FEEL THE NOISE! (OR DON’T) | By Emma Baccellieri
One of the first things that struck me about the return of sports last summer was that there was no good way to fill a stadium without fans. If you stayed fixated on the action—and most television cameras did—you could almost convince yourself that what you were watching was normal. But zoom out just a little and it was distressingly, absurdly futile to try maintaining that illusion. There was no way to get around the obvious: This was weird. The cardboard cutouts could only ever feel like, well, cardboard—disturbingly two-dimensional, giving off a cemetery vibe when viewed from behind. The stuffed animals were always a bit creepy. The computer-generated fans tried by some TV networks were fine. Kind of. Until you watched a foul ball zoom right through a torso.
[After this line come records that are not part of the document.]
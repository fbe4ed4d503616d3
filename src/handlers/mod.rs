//! CLI command handlers.
//!
//! Kept apart from main.rs so they can be unit tested.

mod scan;

pub use scan::run_normal_mode;
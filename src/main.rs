use clap::Parser;
use posture_audit::{Cli, handlers::run_normal_mode, logging};
use std::process::ExitCode;

fn main() -> ExitCode {
    let cli = Cli::parse();
    logging::init(cli.verbose);
    run_normal_mode(&cli)
}
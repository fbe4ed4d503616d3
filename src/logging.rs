//! Log subscriber setup.

use tracing_subscriber::EnvFilter;

/// Install the global subscriber. `RUST_LOG` wins over `verbose`.
///
/// Logs go to stderr so a JSON bundle on stdout stays parseable.
pub fn init(verbose: bool) {
    let default_level = if verbose { "debug" } else { "info" };
    let filter = EnvFilter::try_from_default_env()
        .unwrap_or_else(|_| EnvFilter::new(format!("posture_audit={default_level},warn")));

    // A subscriber may already be installed when embedded in another binary
    let _ = tracing_subscriber::fmt()
        .with_env_filter(filter)
        .with_target(false)
        .with_writer(std::io::stderr)
        .try_init();
}

/// Run `f` on this thread, counting the events it emits at `level`.
#[cfg(test)]
pub(crate) fn count_events<T>(level: tracing::Level, f: impl FnOnce() -> T) -> (T, usize) {
    use std::sync::Arc;
    use std::sync::atomic::{AtomicUsize, Ordering};
    use tracing::{Event, Subscriber};
    use tracing_subscriber::layer::{Context, Layer, SubscriberExt};

    struct Counter {
        level: tracing::Level,
        seen: Arc<AtomicUsize>,
    }

    impl<S: Subscriber> Layer<S> for Counter {
        fn on_event(&self, event: &Event<'_>, _ctx: Context<'_, S>) {
            if *event.metadata().level() == self.level {
                self.seen.fetch_add(1, Ordering::SeqCst);
            }
        }
    }

    let seen = Arc::new(AtomicUsize::new(0));
    let subscriber = tracing_subscriber::registry().with(Counter {
        level,
        seen: Arc::clone(&seen),
    });
    let result = tracing::subscriber::with_default(subscriber, f);
    (result, seen.load(Ordering::SeqCst))
}

#[cfg(test)]
mod tests {
    use super::*;
    use tracing::Level;

    #[test]
    fn test_count_events_filters_by_level() {
        let ((), errors) = count_events(Level::ERROR, || {
            tracing::warn!("not counted");
            tracing::error!("counted");
        });
        assert_eq!(errors, 1);
    }
}
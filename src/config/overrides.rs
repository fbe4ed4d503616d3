//! CLI flags layered over a loaded configuration.

use super::error::ConfigError;
use super::types::Config;
use crate::Cli;

/// Split a `key=value` scanner parameter.
pub fn parse_parameter(raw: &str) -> Result<(String, String), ConfigError> {
    match raw.split_once('=') {
        Some((key, value)) if !key.trim().is_empty() => {
            Ok((key.trim().to_string(), value.to_string()))
        }
        _ => Err(ConfigError::InvalidParameter(raw.to_string())),
    }
}

impl Config {
    /// Apply CLI overrides. List flags replace the configured list when given.
    pub fn apply_cli(&mut self, cli: &Cli) -> Result<(), ConfigError> {
        if !cli.services.is_empty() {
            self.discovery.services = cli.services.clone();
        }
        if !cli.cloud_providers.is_empty() {
            self.cloud.providers = cli.cloud_providers.clone();
        }
        if let Some(ref file) = cli.credentials_file {
            self.cloud.credentials_file = Some(file.clone());
        }
        if !cli.additional_scanners.is_empty() {
            self.external.selected = cli.additional_scanners.clone();
        }
        for raw in &cli.params {
            let (key, value) = parse_parameter(raw)?;
            self.external.parameters.insert(key, value);
        }
        Ok(())
    }
}
//! Syft software bill of materials.

use serde_json::Value;
use std::path::{Path, PathBuf};

use super::translate::{TranslatedFinding, str_field};
use super::{AdditionalScanProducer, ExternalCommand, ScanParameters, run_and_translate};

pub const IDENTIFIER: &str = "syft";

#[derive(Debug, Clone)]
pub struct SyftProducer {
    program: String,
}

impl Default for SyftProducer {
    fn default() -> Self {
        Self {
            program: "syft".to_string(),
        }
    }
}

impl SyftProducer {
    pub fn with_program(program: impl Into<String>) -> Self {
        Self {
            program: program.into(),
        }
    }

    fn command(&self, root: &Path, params: &ScanParameters) -> ExternalCommand {
        let mut cmd = ExternalCommand::new(&self.program)
            .args(["scan", "--quiet", "--output", "json"]);
        if let Some(scope) = params.get("scope") {
            cmd = cmd.arg("--scope").arg(scope);
        }
        cmd.arg(format!("dir:{}", root.display()))
    }
}

impl AdditionalScanProducer for SyftProducer {
    fn identifier(&self) -> &str {
        IDENTIFIER
    }

    fn perform_external_scan_and_translation(
        &self,
        root: &Path,
        params: &ScanParameters,
    ) -> Option<PathBuf> {
        run_and_translate(IDENTIFIER, root, &self.command(root, params), &[], translate)
    }
}

/// One entry per catalogued package.
pub fn translate(report: &Value) -> Vec<TranslatedFinding> {
    report
        .get("artifacts")
        .and_then(Value::as_array)
        .map(|artifacts| {
            artifacts
                .iter()
                .filter_map(|artifact| {
                    let name = str_field(artifact, "name")?;
                    let version = str_field(artifact, "version").unwrap_or_default();
                    Some(TranslatedFinding {
                        id: str_field(artifact, "purl")
                            .unwrap_or_else(|| format!("{name}@{version}")),
                        severity: None,
                        title: format!("{name} {version}").trim().to_string(),
                        location: str_field(artifact, "type"),
                    })
                })
                .collect()
        })
        .unwrap_or_default()
}
//! Per-strategy staging directories.
//!
//! Every finder invocation stages its matches into a fresh temporary
//! directory. The directory is kept on disk after the scan because the
//! packaging stage consumes it; removing it is the caller's job.

use std::collections::VecDeque;
use std::ffi::OsString;
use std::fs;
use std::path::{Component, Path, PathBuf};
use tracing::{debug, trace, warn};

use crate::error::{IoOperation, PostureError, Result};

const MAX_SYMLINK_HOPS: usize = 16;

const PARENT: &str = "..";

/// Path components as owned names; `..` is kept, root and `.` are dropped.
fn names(path: &Path) -> impl Iterator<Item = OsString> + '_ {
    path.components().filter_map(|c| match c {
        Component::Normal(name) => Some(name.to_os_string()),
        Component::ParentDir => Some(OsString::from(PARENT)),
        _ => None,
    })
}

/// Resolve `path` inside the scanned `root`, following symlinks the way the
/// image would see them: every component is checked, and absolute link
/// targets are re-rooted onto `root`.
///
/// The result lies under `root` and contains no symlink below it. Returns
/// `None` when `path` is outside the root, or the chain escapes the root,
/// loops, or dangles.
pub fn resolve_in_root(root: &Path, path: &Path) -> Option<PathBuf> {
    let mut pending: VecDeque<OsString> = names(path.strip_prefix(root).ok()?).collect();
    let mut resolved = PathBuf::new();
    let mut hops = 0;

    while let Some(name) = pending.pop_front() {
        if name == PARENT {
            if !resolved.pop() {
                return None;
            }
            continue;
        }

        let candidate = resolved.join(&name);
        let on_disk = root.join(&candidate);
        if !fs::symlink_metadata(&on_disk).ok()?.file_type().is_symlink() {
            resolved = candidate;
            continue;
        }

        hops += 1;
        if hops > MAX_SYMLINK_HOPS {
            return None;
        }
        let target = fs::read_link(&on_disk).ok()?;
        trace!(link = %candidate.display(), target = %target.display(), "Following symlink");
        if target.is_absolute() {
            resolved.clear();
        }
        let rest = std::mem::take(&mut pending);
        pending = names(&target).chain(rest).collect();
    }

    Some(root.join(resolved))
}

/// A temporary directory collecting copies of one strategy's matches.
#[derive(Debug)]
pub struct StagingArea {
    root: PathBuf,
    dir: PathBuf,
    staged: Vec<PathBuf>,
}

impl StagingArea {
    /// Create a uniquely named staging directory for `label`.
    pub fn create(root: &Path, label: &str) -> Result<Self> {
        let dir = tempfile::Builder::new()
            .prefix(&format!("posture-audit-{label}-"))
            .tempdir()
            .map_err(|e| PostureError::io(std::env::temp_dir(), IoOperation::Create, e))?
            .keep();
        debug!(label, dir = %dir.display(), "Created staging directory");

        Ok(Self {
            root: root.to_path_buf(),
            dir,
            staged: Vec::new(),
        })
    }

    /// The staging directory.
    pub fn path(&self) -> &Path {
        &self.dir
    }

    /// Files staged so far, relative to the staging directory.
    pub fn staged(&self) -> &[PathBuf] {
        &self.staged
    }

    /// Copy one file into the staging area, keeping its path relative to the
    /// scanned root.
    pub fn stage(&mut self, file: &Path) -> Result<PathBuf> {
        let relative = file
            .strip_prefix(&self.root)
            .map(Path::to_path_buf)
            .unwrap_or_else(|_| PathBuf::from(file.file_name().unwrap_or(file.as_os_str())));

        let source = resolve_in_root(&self.root, file).ok_or_else(|| {
            PostureError::io(
                file,
                IoOperation::Read,
                std::io::Error::new(
                    std::io::ErrorKind::NotFound,
                    "unresolvable or escaping symlink",
                ),
            )
        })?;
        if !source.is_file() {
            return Err(PostureError::io(
                file,
                IoOperation::Read,
                std::io::Error::new(std::io::ErrorKind::InvalidInput, "not a regular file"),
            ));
        }

        let destination = self.dir.join(&relative);
        if let Some(parent) = destination.parent() {
            fs::create_dir_all(parent)
                .map_err(|e| PostureError::io(parent, IoOperation::Create, e))?;
        }
        fs::copy(&source, &destination)
            .map_err(|e| PostureError::io(&source, IoOperation::Copy, e))?;

        trace!(file = %relative.display(), "Staged file");
        self.staged.push(relative.clone());
        Ok(relative)
    }

    /// Stage every file, logging and skipping the ones that fail.
    pub fn stage_all<'a>(&mut self, files: impl IntoIterator<Item = &'a PathBuf>) -> usize {
        let mut count = 0;
        for file in files {
            match self.stage(file) {
                Ok(_) => count += 1,
                Err(e) => warn!(file = %file.display(), error = %e, "Skipping file"),
            }
        }
        count
    }

    /// Hand the staging directory over, or remove it when nothing was staged.
    pub fn finish(self) -> Option<PathBuf> {
        if !self.staged.is_empty() {
            return Some(self.dir);
        }
        if let Err(e) = fs::remove_dir_all(&self.dir) {
            debug!(dir = %self.dir.display(), error = %e, "Failed to remove empty staging directory");
        }
        None
    }
}
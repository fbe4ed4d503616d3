//! Identifier-keyed manifest of produced directories.

use serde::{Deserialize, Serialize};
use std::collections::BTreeMap;
use std::path::{Path, PathBuf};
use tracing::error;

use crate::registry::CapabilityKind;

/// Maps a strategy identifier to the directory it produced.
///
/// Absent keys mean "not scanned or nothing applicable". Inserting an
/// identifier twice logs an error and keeps the later path.
#[derive(Debug, Clone, Default, PartialEq, Eq, Serialize, Deserialize)]
#[serde(transparent)]
pub struct AggregateManifest {
    entries: BTreeMap<String, PathBuf>,
}

impl AggregateManifest {
    pub fn new() -> Self {
        Self::default()
    }

    /// Record `path` under `identifier`, overwriting an earlier entry.
    pub fn insert(&mut self, kind: CapabilityKind, identifier: impl Into<String>, path: PathBuf) {
        let identifier = identifier.into();
        if let Some(previous) = self.entries.insert(identifier.clone(), path) {
            error!(
                %kind,
                identifier = %identifier,
                previous = %previous.display(),
                "Duplicate scanner identifier, keeping the later result"
            );
        }
    }

    pub fn get(&self, identifier: &str) -> Option<&Path> {
        self.entries.get(identifier).map(PathBuf::as_path)
    }

    pub fn contains(&self, identifier: &str) -> bool {
        self.entries.contains_key(identifier)
    }

    pub fn len(&self) -> usize {
        self.entries.len()
    }

    pub fn is_empty(&self) -> bool {
        self.entries.is_empty()
    }

    /// Entries in identifier order.
    pub fn iter(&self) -> impl Iterator<Item = (&str, &Path)> {
        self.entries.iter().map(|(k, v)| (k.as_str(), v.as_path()))
    }

    /// Produced directories, in identifier order.
    pub fn paths(&self) -> impl Iterator<Item = &Path> {
        self.entries.values().map(PathBuf::as_path)
    }
}
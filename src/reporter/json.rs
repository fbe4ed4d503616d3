use crate::aggregator::ScanBundle;
use crate::reporter::Reporter;

pub struct JsonReporter;

impl JsonReporter {
    pub fn new() -> Self {
        Self
    }
}

impl Default for JsonReporter {
    fn default() -> Self {
        Self::new()
    }
}

impl Reporter for JsonReporter {
    fn report(&self, bundle: &ScanBundle) -> String {
        serde_json::to_string_pretty(bundle)
            .unwrap_or_else(|e| format!(r#"{{"error": "Failed to serialize bundle: {}"}}"#, e))
    }
}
This was eerie on TV—but even more so, I discovered, when witnessed from a press box. The mascot danced for no one. The jumbotron blared its usual commands—Get up! Make some noise! Clap your hands!—to an audience that would never engage. Even with the video game soundtrack of “crowd” noise provided by a stadium operator, bits of conversation could travel across the field, and the whole place echoed. My first game of pandemic-ball was the “home opener” of the Toronto Blue Jays, which was moved to Washington, D.C., because MLB had not been cleared to play in Canada. (What’s “home” without fans, anyway?) When Vladimir Guerrero Jr. came to the plate in a tie ball game with two outs in the bottom of the ninth, a hype video played on the screen and the soundtrack ratcheted its cheers up higher, but the energy that would typically accompany those sights and sounds never came.
It all underscored a point that, while easily pushed out of the frame on TV, could not be ignored in real life: None of this was normal. The least dystopian way to treat a stadium under these circumstances was perhaps the only honest one: seats left empty, untouched, waiting.